──────── Data supplied ────────

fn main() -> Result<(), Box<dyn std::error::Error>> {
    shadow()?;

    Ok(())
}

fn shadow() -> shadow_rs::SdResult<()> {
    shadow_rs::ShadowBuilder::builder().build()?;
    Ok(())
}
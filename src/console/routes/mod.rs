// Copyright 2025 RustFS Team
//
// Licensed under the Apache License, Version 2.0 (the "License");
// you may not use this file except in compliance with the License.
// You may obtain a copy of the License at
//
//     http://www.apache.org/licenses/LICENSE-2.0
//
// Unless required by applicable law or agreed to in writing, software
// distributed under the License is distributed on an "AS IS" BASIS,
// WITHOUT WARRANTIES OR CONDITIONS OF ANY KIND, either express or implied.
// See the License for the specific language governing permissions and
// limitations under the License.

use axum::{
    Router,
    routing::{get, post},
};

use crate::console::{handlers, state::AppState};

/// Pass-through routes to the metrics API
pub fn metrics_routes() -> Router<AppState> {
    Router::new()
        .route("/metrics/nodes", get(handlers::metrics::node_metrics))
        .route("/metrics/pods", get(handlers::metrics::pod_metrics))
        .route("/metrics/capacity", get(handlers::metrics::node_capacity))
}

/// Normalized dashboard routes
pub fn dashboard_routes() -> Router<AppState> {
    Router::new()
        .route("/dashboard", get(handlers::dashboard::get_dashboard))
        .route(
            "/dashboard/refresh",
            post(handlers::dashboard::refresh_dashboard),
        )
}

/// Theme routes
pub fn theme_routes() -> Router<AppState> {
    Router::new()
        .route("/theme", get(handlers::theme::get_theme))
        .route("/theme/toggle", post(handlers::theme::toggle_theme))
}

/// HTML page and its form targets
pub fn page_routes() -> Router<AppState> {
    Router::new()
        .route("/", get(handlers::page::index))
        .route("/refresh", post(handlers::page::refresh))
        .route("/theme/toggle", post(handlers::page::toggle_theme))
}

────────
──────── Data supplied ────────

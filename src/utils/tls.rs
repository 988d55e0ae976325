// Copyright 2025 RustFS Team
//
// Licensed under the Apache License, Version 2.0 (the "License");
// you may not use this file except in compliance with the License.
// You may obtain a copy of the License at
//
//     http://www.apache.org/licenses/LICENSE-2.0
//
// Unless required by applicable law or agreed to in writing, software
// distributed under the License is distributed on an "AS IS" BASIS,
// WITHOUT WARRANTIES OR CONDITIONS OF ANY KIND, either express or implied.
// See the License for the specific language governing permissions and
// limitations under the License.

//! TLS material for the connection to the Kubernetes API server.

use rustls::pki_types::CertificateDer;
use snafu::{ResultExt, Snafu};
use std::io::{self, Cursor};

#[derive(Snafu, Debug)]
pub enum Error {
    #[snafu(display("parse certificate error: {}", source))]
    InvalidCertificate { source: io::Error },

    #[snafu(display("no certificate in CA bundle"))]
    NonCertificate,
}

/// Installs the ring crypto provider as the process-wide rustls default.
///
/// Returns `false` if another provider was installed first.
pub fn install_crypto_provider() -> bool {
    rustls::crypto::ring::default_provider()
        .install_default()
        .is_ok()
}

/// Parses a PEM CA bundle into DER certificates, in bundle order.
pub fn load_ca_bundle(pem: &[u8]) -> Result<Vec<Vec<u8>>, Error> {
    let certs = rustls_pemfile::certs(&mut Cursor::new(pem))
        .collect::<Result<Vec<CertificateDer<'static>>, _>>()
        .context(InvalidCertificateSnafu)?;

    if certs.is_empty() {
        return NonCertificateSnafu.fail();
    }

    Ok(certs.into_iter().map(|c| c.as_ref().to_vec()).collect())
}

────────

=== Task instructions ===
Starting at the line that has "use rustls::pki_types::CertificateDer;" in the records above, restate word for word every line until the one that has "was installed first.", and include that one as well.

=== Reply to the exercise ===
use rustls::pki_types::CertificateDer;
use snafu::{ResultExt, Snafu};
use std::io::{self, Cursor};

#[derive(Snafu, Debug)]
pub enum Error {
    #[snafu(display("parse certificate error: {}", source))]
    InvalidCertificate { source: io::Error },

    #[snafu(display("no certificate in CA bundle"))]
    NonCertificate,
}

/// Installs the ring crypto provider as the process-wide rustls default.
///
/// Returns `false` if another provider was installed first.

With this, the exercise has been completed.